(Collected data entries)
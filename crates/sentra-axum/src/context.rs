//! Identity context for the current request
//!
//! Populated by the edge filter from verified access-credential claims (or
//! built in-process from a validated credential) and read through the
//! extractors. Owned per request; nothing here is shared across workers.

use std::collections::BTreeSet;

use sentra_auth_core::{AccessClaims, Claims};
use sentra_types::{Identity, IdentityId, TenantId};

/// Verified identity attributes for one request.
///
/// Roles come from the access credential; permissions are only present when
/// the context was built from a full directory resolution (the credential
/// does not carry them).
#[derive(Debug, Clone, PartialEq, Eq)]
pub struct AuthContext {
    pub identity_id: IdentityId,
    pub display_name: String,
    pub tenant_id: TenantId,
    pub roles: BTreeSet<String>,
    pub permissions: BTreeSet<String>,
}

impl AuthContext {
    /// Membership test against the role set; `false` when the role is absent
    pub fn has_role(&self, role: &str) -> bool {
        self.roles.contains(role)
    }

    /// Membership test against the permission set
    pub fn has_permission(&self, permission: &str) -> bool {
        self.permissions.contains(permission)
    }
}

impl From<&AccessClaims> for AuthContext {
    fn from(claims: &AccessClaims) -> Self {
        Self {
            identity_id: claims.identity_id,
            display_name: claims.display_name.clone(),
            tenant_id: claims.tenant_id,
            roles: claims.roles.clone(),
            permissions: BTreeSet::new(),
        }
    }
}

impl From<&Identity> for AuthContext {
    fn from(identity: &Identity) -> Self {
        Self {
            identity_id: identity.id,
            display_name: identity.display_name.clone(),
            tenant_id: identity.tenant_id,
            roles: identity.roles.clone(),
            permissions: identity.permissions.clone(),
        }
    }
}

impl TryFrom<&Claims> for AuthContext {
    type Error = ();

    /// Only access claims carry enough to build a context
    fn try_from(claims: &Claims) -> Result<Self, Self::Error> {
        match claims {
            Claims::Access(access) => Ok(Self::from(access)),
            Claims::Refresh(_) => Err(()),
        }
    }
}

**Try it:** In the records, which lines mention the word "BTreeSet"? Copy those lines.

**Response box:**
use std::collections::BTreeSet;
    pub roles: BTreeSet<String>,
    pub permissions: BTreeSet<String>,
            permissions: BTreeSet::new(),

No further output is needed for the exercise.